According to research, telling a child that they are autistic at a younger age allows them to get involved by providing access to self-understanding and providing guidance to them to thrive later in life.
For the first time, researchers directly examined whether learning if one is autistic at a younger age is associated with improved adult outcomes. Many autistic individuals, particularly females, ethnic minorities, and people with limited resources, are diagnosed years after the characteristics are first discovered. In many cases, autistic individuals do not receive their diagnosis until adulthood.
According to a research, it is likely to be best to inform people that they are autistic as soon as possible in a scientifically appropriate manner.
Professor Steven Kapp, a psychologist at the University of Portsmouth, has been admitted to the university.
A team of autistic and non-autistic students and academic researchers analyzed the study. Seventy-eight autistic university students analyzed, revealing how they discovered they were autistic and how they felt about their diagnosis. Respondents also revealed how they were feeling and being autistic today.
Dr. Steven Kapp, a lecturer in psychology at the University of Portsmouth, was diagnosed with autism aged 13 and informed of his autism. He said: "They''d rather notice people that they were autistic than those who were diagnosed early on." Our study suggests that it is unlikely to tell people who were autistic in a coordinated, personal, and developmental manner. Learning one is autistic can be beneficial because it helps individuals understand themselves and assists them in relating to others.
Being diagnosed as an adult may be a bit of a challenge.
A lot of emerging research has shown that coping with an autism diagnosis at an early age is associated with more positive emotions about a diagnosis, particularly relief. This finding makes sense, although emotional reactions are often very complex and unique to each individual individual. In addition, therapy has largely been referred to as a common response to an autism diagnosis in adulthood.
This assessment should hopefully begin to address parents'' concerns about when to talk to their child about autism.
Co-leader author Bella Kofner
Parents should not wait until children become adults to educate them about autism, according to the findings, although some factors to consider when developing a child of their autism may vary, including developmental level, support needs, curiosity, and personality. Furthermore, studies suggest that parents should also advise their children to recognize and respect their self-definition.

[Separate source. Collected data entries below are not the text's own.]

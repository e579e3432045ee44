pub use sea_orm_migration::prelude::*;

mod m20210101_000001_create_posts_table;
mod m20210101_000002_create_tags_table;
mod m20210101_000003_create_posts_tags_table;

pub struct Migrator;

#[async_trait::async_trait]
impl MigratorTrait for Migrator {
    fn migrations() -> Vec<Box<dyn MigrationTrait>> {
        vec![
            Box::new(m20210101_000001_create_posts_table::Migration),
            Box::new(m20210101_000002_create_tags_table::Migration),
            Box::new(m20210101_000003_create_posts_tags_table::Migration),
        ]
    }
}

Bella Kofner, a co-lead author (24), who was diagnosed with autism at the age of three and informed of her autism at the age of 10, said: This is the first study to demonstrate that learning at a young age that one is autistic may have significant consequences on emotional health among autistic university students. Hopefully, this finding may begin to clarify concerns about when to talk to their child about autism.
More exploratory findings suggest that women and non-binary individuals responded more positively to first learning they were autistic than men did. The authors hope that future research will investigate autistic identity development in autistic people who have often been overlooked, such as non-speaking autistic people and autistic individuals who are more marginalized.